Improving infrastructure: City of Lawrence plans storm sewer improvements with ARPA funds, SWIF grant


The City of Lawrence is spending a portion of its American Rescue Plan Act funds for a hidden but necessary project.

Lawrence Utility Supt. Scott Salsbery said the city’s storm sewer infrastructure is in dire need of repair.

The city is using $2.05 million of its $11.2 million in ARPA funds and along with funds from a $2.05 million State Water Infrastructure Fund grant to begin improvements as soon as this year.

“The rehabilitation will focus on (water) mains, manholes and lateral connections to that system, focusing in the old part of town here because this is where we have had the largest amount of problems and infiltrations,” Salsbery said.
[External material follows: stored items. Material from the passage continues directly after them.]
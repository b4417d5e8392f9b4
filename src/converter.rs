//! Converts article sources to HTML.
//!
//! The build only depends on the [`MarkupConverter`] trait; [`RestConverter`]
//! is the shipped implementation. It understands the part of
//! reStructuredText blog posts actually use, translates it line by line to
//! CommonMark and renders that with `pulldown-cmark`.

use pulldown_cmark::{html, Event, Options, Parser, Tag};
use regex::{Captures, Regex};
use std::collections::HashMap;
use std::fmt;
use std::sync::LazyLock;

/// Separates an article's teaser from the rest of its body.
pub const MORE_MARKER: &str = "<!-- more -->";

static FIELD: LazyLock<Regex> =
    LazyLock::new(|| Regex::new(r"^:([^:\s][^:]*):(?:\s+(.*))?$").unwrap());

static DIRECTIVE: LazyLock<Regex> =
    LazyLock::new(|| Regex::new(r"^([A-Za-z][\w-]*)::(?:\s+(.*))?$").unwrap());

static OPTION: LazyLock<Regex> =
    LazyLock::new(|| Regex::new(r"^\s+:([A-Za-z][\w-]*):(?:\s+(.*))?$").unwrap());

static LIST_ITEM: LazyLock<Regex> =
    LazyLock::new(|| Regex::new(r"^([-*+]|\d+\.|#\.)\s+").unwrap());

static LINK: LazyLock<Regex> =
    LazyLock::new(|| Regex::new(r"`([^`<]*?)\s*<([^>`]+)>`__?").unwrap());

/// The output of a conversion: the body HTML and the document's metadata
/// fields.
#[derive(Debug, Clone, Default, PartialEq, Eq)]
pub struct Converted {
    pub body: String,

    /// Field names are lowercased; fields with empty values are left out.
    pub attributes: HashMap<String, String>,
}

/// Turns the text of an article source into HTML plus metadata.
pub trait MarkupConverter {
    fn convert(&self, source: &str) -> Result<Converted>;
}

/// Converts reStructuredText.
///
/// The leading field list (`:Title: ...`) becomes the attributes. Section
/// titles are numbered by order of first appearance of their adornment
/// style, the first style rendering as `<h2>`. The `.. more` comment
/// becomes [`MORE_MARKER`] on a line of its own, other comments are
/// dropped, and raw HTML in the source is escaped.
#[derive(Debug, Default, Clone, Copy)]
pub struct RestConverter;

impl MarkupConverter for RestConverter {
    fn convert(&self, source: &str) -> Result<Converted> {
        let lines: Vec<&str> = source.lines().collect();
        let (attributes, start) = docinfo(&lines);
        let markdown = Translator::new(&lines[start..], start).run()?;

        let event_converter = EventConverter;
        let mut html = String::with_capacity(markdown.len() * 3 / 2);
        html::push_html(
            &mut html,
            Parser::new_ext(&markdown, Options::empty()).map(|ev| event_converter.convert(ev)),
        );

        let marker_line = format!("\n{}\n", MORE_MARKER);
        Ok(Converted {
            body: html.trim().replace(MORE_MARKER, &marker_line),
            attributes,
        })
    }
}

/// Collects the field list at the top of the document. Returns the fields
/// and the index of the first line after them.
fn docinfo(lines: &[&str]) -> (HashMap<String, String>, usize) {
    let mut fields: Vec<(String, String)> = Vec::new();
    let mut pos = lines.iter().take_while(|line| line.trim().is_empty()).count();

    while let Some(line) = lines.get(pos) {
        if let Some(caps) = FIELD.captures(line) {
            let value = caps.get(2).map_or("", |m| m.as_str());
            fields.push((caps[1].trim().to_lowercase(), value.trim().to_owned()));
        } else if is_indented(line) && !line.trim().is_empty() {
            match fields.last_mut() {
                Some((_, value)) => {
                    if !value.is_empty() {
                        value.push(' ');
                    }
                    value.push_str(line.trim());
                }
                None => break,
            }
        } else {
            break;
        }
        pos += 1;
    }

    let attributes = fields
        .into_iter()
        .filter(|(_, value)| !value.is_empty())
        .collect();
    (attributes, pos)
}

fn is_indented(line: &str) -> bool {
    line.starts_with(char::is_whitespace)
}

/// The character of a section adornment line (`-----`, `=====`, ...).
fn adornment(line: &str) -> Option<char> {
    let line = line.trim_end();
    let c = line.chars().next()?;
    if line.chars().count() < 3 || !c.is_ascii_punctuation() || line.chars().any(|x| x != c) {
        return None;
    }
    Some(c)
}

/// Removes the common leading whitespace and any leading blank lines.
fn dedent(lines: &[&str]) -> Vec<String> {
    let lines: Vec<&str> = lines
        .iter()
        .copied()
        .skip_while(|line| line.trim().is_empty())
        .collect();
    let indent = lines
        .iter()
        .filter(|line| !line.trim().is_empty())
        .map(|line| line.len() - line.trim_start().len())
        .min()
        .unwrap_or(0);
    lines
        .iter()
        .map(|line| match line.get(indent..) {
            Some(rest) => rest.trim_end().to_owned(),
            None => line.trim().to_owned(),
        })
        .collect()
}

/// Converts inline reST that CommonMark spells differently and escapes
/// what CommonMark would read as block syntax.
fn inline(line: &str) -> String {
    let line = LINK.replace_all(line, |caps: &Captures| {
        let url = &caps[2];
        let text = if caps[1].is_empty() { url } else { &caps[1] };
        format!("[{}]({})", text, url)
    });
    let body = line.trim_start();
    let indent = &line[..line.len() - body.len()];
    match body.chars().next() {
        Some('#') | Some('>') => format!("{}\\{}", indent, body),
        _ => line.into_owned(),
    }
}

/// Translates reST body lines into CommonMark.
struct Translator<'a> {
    lines: &'a [&'a str],
    /// Source line number of `lines[0]`, for error messages.
    offset: usize,
    pos: usize,
    out: Vec<String>,
    /// Adornment styles in order of first appearance: (character, overlined).
    styles: Vec<(char, bool)>,
    in_list: bool,
}

impl<'a> Translator<'a> {
    fn new(lines: &'a [&'a str], offset: usize) -> Translator<'a> {
        Translator {
            lines,
            offset,
            pos: 0,
            out: Vec::new(),
            styles: Vec::new(),
            in_list: false,
        }
    }

    fn run(mut self) -> Result<String> {
        while let Some(line) = self.lines.get(self.pos).copied() {
            if line.trim().is_empty() {
                self.blank();
                self.pos += 1;
            } else if let Some(rest) = explicit_markup(line) {
                self.directive(rest)?;
            } else if self.title() {
                self.in_list = false;
            } else if let Some(c) = adornment(line).filter(|_| self.after_blank()) {
                // a transition
                log::trace!("transition `{}` on line {}", c, self.line_number());
                self.out.push("***".to_owned());
                self.pos += 1;
            } else if is_indented(line) && !self.in_list && self.after_blank() {
                self.block_quote();
            } else {
                self.text(line);
            }
        }

        let mut markdown = self.out.join("\n");
        markdown.push('\n');
        Ok(markdown)
    }

    fn line_number(&self) -> usize {
        self.offset + self.pos + 1
    }

    fn after_blank(&self) -> bool {
        self.out.last().map_or(true, |line| line.is_empty())
    }

    fn blank(&mut self) {
        if !self.after_blank() {
            self.out.push(String::new());
        }
    }

    /// Emits a section title starting at the current line, if there is one.
    fn title(&mut self) -> bool {
        let line = self.lines[self.pos];
        let next = self.lines.get(self.pos + 1).copied().unwrap_or("");
        let after = self.lines.get(self.pos + 2).copied().unwrap_or("");

        let (text, style, consumed) = match adornment(line) {
            Some(c) if !next.trim().is_empty() && adornment(after) == Some(c) => {
                (next.trim(), (c, true), 3)
            }
            Some(_) => return false,
            None => match adornment(next) {
                Some(c) if !is_indented(line) => (line.trim(), (c, false), 2),
                _ => return false,
            },
        };

        let level = match self.styles.iter().position(|s| *s == style) {
            Some(i) => i + 1,
            None => {
                self.styles.push(style);
                self.styles.len()
            }
        };
        self.blank();
        self.out
            .push(format!("{} {}", "#".repeat(level.min(6)), inline(text)));
        self.out.push(String::new());
        self.pos += consumed;
        true
    }

    /// Handles a `..` construct; `rest` is what follows the dots.
    fn directive(&mut self, rest: &str) -> Result<()> {
        let line = self.line_number();
        self.pos += 1;

        if rest == "more" {
            self.skip_block();
            self.blank();
            self.out.push(MORE_MARKER.to_owned());
            self.out.push(String::new());
            return Ok(());
        }

        let caps = match DIRECTIVE.captures(rest) {
            Some(caps) => caps,
            None => {
                // a comment or a hyperlink target
                self.skip_block();
                return Ok(());
            }
        };
        let name = &caps[1];
        let argument = caps.get(2).map_or("", |m| m.as_str().trim());

        match name {
            "code-block" | "sourcecode" | "code" => {
                let (_, body) = self.block(true);
                self.fence(argument, &body);
            }
            "image" => {
                if argument.is_empty() {
                    return Err(Error::Directive {
                        line,
                        name: name.to_owned(),
                        message: "an image URI is required".to_owned(),
                    });
                }
                let (options, _) = self.block(true);
                let alt = options.get("alt").map(String::as_str).unwrap_or("");
                self.blank();
                self.out.push(format!("![{}]({})", alt, argument));
                self.out.push(String::new());
            }
            _ => {
                log::debug!("skipping unsupported directive `{}` on line {}", name, line);
                self.skip_block();
            }
        }
        Ok(())
    }

    /// Consumes the indented block following the current line. With
    /// `options`, leading `:name: value` lines are split off.
    fn block(&mut self, options: bool) -> (HashMap<String, String>, Vec<String>) {
        let start = self.pos;
        let mut end = start;
        let mut pos = start;
        while let Some(line) = self.lines.get(pos) {
            if line.trim().is_empty() {
                pos += 1;
            } else if is_indented(line) {
                pos += 1;
                end = pos;
            } else {
                break;
            }
        }
        self.pos = end;

        let block = &self.lines[start..end];
        let mut parsed = HashMap::new();
        let mut body_start = 0;
        if options {
            for line in block {
                match OPTION.captures(line) {
                    Some(caps) => {
                        let value = caps.get(2).map_or("", |m| m.as_str());
                        parsed.insert(caps[1].to_owned(), value.trim().to_owned());
                        body_start += 1;
                    }
                    None => break,
                }
            }
        }
        (parsed, dedent(&block[body_start..]))
    }

    fn skip_block(&mut self) {
        self.block(false);
    }

    fn fence(&mut self, language: &str, body: &[String]) {
        let longest = body
            .iter()
            .map(|line| line.chars().take_while(|c| *c == '`').count())
            .max()
            .unwrap_or(0);
        let fence = "`".repeat(longest.max(2) + 1);

        self.blank();
        self.out.push(format!("{}{}", fence, language));
        self.out.extend(body.iter().cloned());
        self.out.push(fence);
        self.out.push(String::new());
    }

    fn block_quote(&mut self) {
        let (_, body) = self.block(false);
        for line in body {
            if line.is_empty() {
                self.out.push(">".to_owned());
            } else {
                self.out.push(format!("> {}", inline(&line)));
            }
        }
        self.out.push(String::new());
    }

    fn text(&mut self, line: &str) {
        self.pos += 1;
        let list_item = LIST_ITEM.is_match(line);
        self.in_list = list_item || (self.in_list && is_indented(line));

        let mut line = line.trim_end().to_owned();
        if list_item && line.starts_with("#.") {
            line.replace_range(..2, "1.");
        }

        let literal = line.ends_with("::");
        if literal {
            let content = line[..line.len() - 2].to_owned();
            line = if content.trim().is_empty() || content.ends_with(char::is_whitespace) {
                content.trim_end().to_owned()
            } else {
                format!("{}:", content)
            };
        }
        if !line.trim().is_empty() {
            self.out.push(inline(&line));
        }

        if literal {
            let next = self.lines[self.pos..]
                .iter()
                .find(|line| !line.trim().is_empty());
            if next.map_or(false, |line| is_indented(line)) {
                let (_, body) = self.block(false);
                self.fence("", &body);
            }
        }
    }
}

/// The text after `..` for an explicit markup line.
fn explicit_markup(line: &str) -> Option<&str> {
    let rest = line.strip_prefix("..")?;
    if rest.is_empty() || rest.starts_with(char::is_whitespace) {
        Some(rest.trim())
    } else {
        None
    }
}

struct EventConverter;

impl EventConverter {
    fn convert_tag<'b>(&self, tag: Tag<'b>) -> Tag<'b> {
        match tag {
            // The page title is the h1, so article sections start at h2.
            Tag::Heading(level) => Tag::Heading((level + 1).min(6)),
            _ => tag,
        }
    }

    fn convert<'b>(&self, ev: Event<'b>) -> Event<'b> {
        match ev {
            Event::Start(tag) => Event::Start(self.convert_tag(tag)),
            Event::End(tag) => Event::End(self.convert_tag(tag)),
            Event::Html(html) if html.trim() == MORE_MARKER => Event::Html(html),
            // raw HTML in an article is shown, not interpreted
            Event::Html(html) => Event::Text(html),
            _ => ev,
        }
    }
}

/// The result of a fallible conversion.
pub type Result<T> = std::result::Result<T, Error>;

/// Represents a problem converting an article source.
#[derive(Debug, Clone, PartialEq, Eq)]
pub enum Error {
    /// Returned for a directive that can't be rendered as written.
    Directive {
        line: usize,
        name: String,
        message: String,
    },
}

impl fmt::Display for Error {
    fn fmt(&self, f: &mut fmt::Formatter) -> fmt::Result {
        match self {
            Error::Directive {
                line,
                name,
                message,
            } => write!(f, "line {}: directive `{}`: {}", line, name, message),
        }
    }
}

impl std::error::Error for Error {}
Infiltration occurs when clear water, such as rainwater or ground water, seeps into the sanitary sewer through cracked pipes or malfunction parts. The clear water can lead to surcharges and contributes to the system overflowing.
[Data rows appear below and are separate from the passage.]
//! Date formatting for articles.
//!
//! Article timestamps are naive local times (either declared in the source
//! or taken from the file's mtime) that are pinned to the configured fixed
//! UTC offset. Human-readable forms follow the configured locale; the
//! machine-readable forms never do.

use chrono::{DateTime, FixedOffset, Locale, NaiveDateTime, Offset, SecondsFormat, TimeZone, Utc};
use std::fmt;

/// `10 Oct, 2010`
pub const SHORT_FORMAT: &str = "%d %b, %Y";

/// `Sunday, 10 Oct, 2010, 11:10:10`
pub const DETAILED_FORMAT: &str = "%A, %d %b, %Y, %X";

/// Chooses between locale-invariant (C/POSIX) names and localized names
/// when formatting a date.
#[derive(Clone, Copy, Debug, PartialEq, Eq)]
pub enum Names {
    Invariant,
    Localized(Locale),
}

/// Date settings shared by every article of one build: the fixed offset
/// the naive timestamps live in and the locale for human-readable forms.
#[derive(Clone, Copy, Debug)]
pub struct Dates {
    pub offset: FixedOffset,
    pub names: Names,
}

impl Default for Dates {
    fn default() -> Self {
        Dates {
            offset: utc(),
            names: Names::Invariant,
        }
    }
}

impl Dates {
    /// Builds the settings from the configuration strings. An empty or
    /// unknown locale yields locale-invariant names.
    pub fn new(timezone: &str, locale: &str) -> Result<Dates, Error> {
        Ok(Dates {
            offset: parse_offset(timezone)?,
            names: parse_locale(locale).map_or(Names::Invariant, Names::Localized),
        })
    }

    /// Pins a naive timestamp to the configured offset.
    pub fn localize(&self, naive: &NaiveDateTime) -> DateTime<FixedOffset> {
        self.offset
            .from_local_datetime(naive)
            .earliest()
            .unwrap_or_else(|| self.offset.from_utc_datetime(naive))
    }
}

/// Formats `date` with a strftime-style `pattern`. With
/// [`Names::Invariant`] weekday and month names are always English,
/// whatever the process locale is.
pub fn format(date: &DateTime<FixedOffset>, pattern: &str, names: Names) -> String {
    match names {
        Names::Invariant => date.format(pattern).to_string(),
        Names::Localized(locale) => date.format_localized(pattern, locale).to_string(),
    }
}

/// `2010-10-10T11:10:10+00:00`
pub fn rfc3339(date: &DateTime<FixedOffset>) -> String {
    date.to_rfc3339_opts(SecondsFormat::Secs, false)
}

/// `Sun, 10 Oct 2010 11:10:10 +0000`. RFC 822 forbids localized names, so
/// this never consults a locale.
pub fn rfc822(date: &DateTime<FixedOffset>) -> String {
    date.to_rfc2822()
}

/// Parses a locale name such as `pl_PL.UTF-8`, `en-US` or `de_DE@euro`.
pub fn parse_locale(s: &str) -> Option<Locale> {
    let name = s.split(['.', '@']).next().unwrap_or_default().trim();
    if name.is_empty() || name == "C" || name == "POSIX" {
        return None;
    }
    Locale::try_from(name.replace('-', "_").as_str()).ok()
}

/// Parses a fixed UTC offset: `+01:00`, `-0530`, `UTC`, `Z` or the empty
/// string (UTC).
pub fn parse_offset(s: &str) -> Result<FixedOffset, Error> {
    let s = s.trim();
    if s.is_empty() || s.eq_ignore_ascii_case("utc") || s == "Z" {
        return Ok(utc());
    }
    s.parse()
        .map_err(|_: chrono::ParseError| Error::InvalidOffset(s.to_owned()))
}

fn utc() -> FixedOffset {
    Utc.fix()
}

/// Represents an invalid date setting in the configuration.
#[derive(Debug, Clone, PartialEq, Eq)]
pub enum Error {
    /// Returned when the `timezone` setting isn't a recognizable offset.
    InvalidOffset(String),
}

impl fmt::Display for Error {
    fn fmt(&self, f: &mut fmt::Formatter) -> fmt::Result {
        match self {
            Error::InvalidOffset(s) => write!(f, "invalid timezone offset `{}`", s),
        }
    }
}

impl std::error::Error for Error {}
Salsbery said storm sewer infrastructure in the old part of Lawrence was installed 60 years ago.

“They are made of vitrified clay pipe that is old, and over time it breaks down and deteriorates and the joints come apart and develop cracks,” Salsbery said.

The issues can cause problems such as sinkholes.

“A lot of groundwater and rainwater gets in the system, but what also happens is a major pipe failure if it gets bad enough,” Salsbery said. “It will collapse and we have experienced that. You could have a whole street with no sewer service. The other problem is when you have a collapse in the street. Water percolates down through the ground and brings fine soil particles with it, and it gets in the sewer and creates a void and you end up with a sinkhole or a collapse in the street.”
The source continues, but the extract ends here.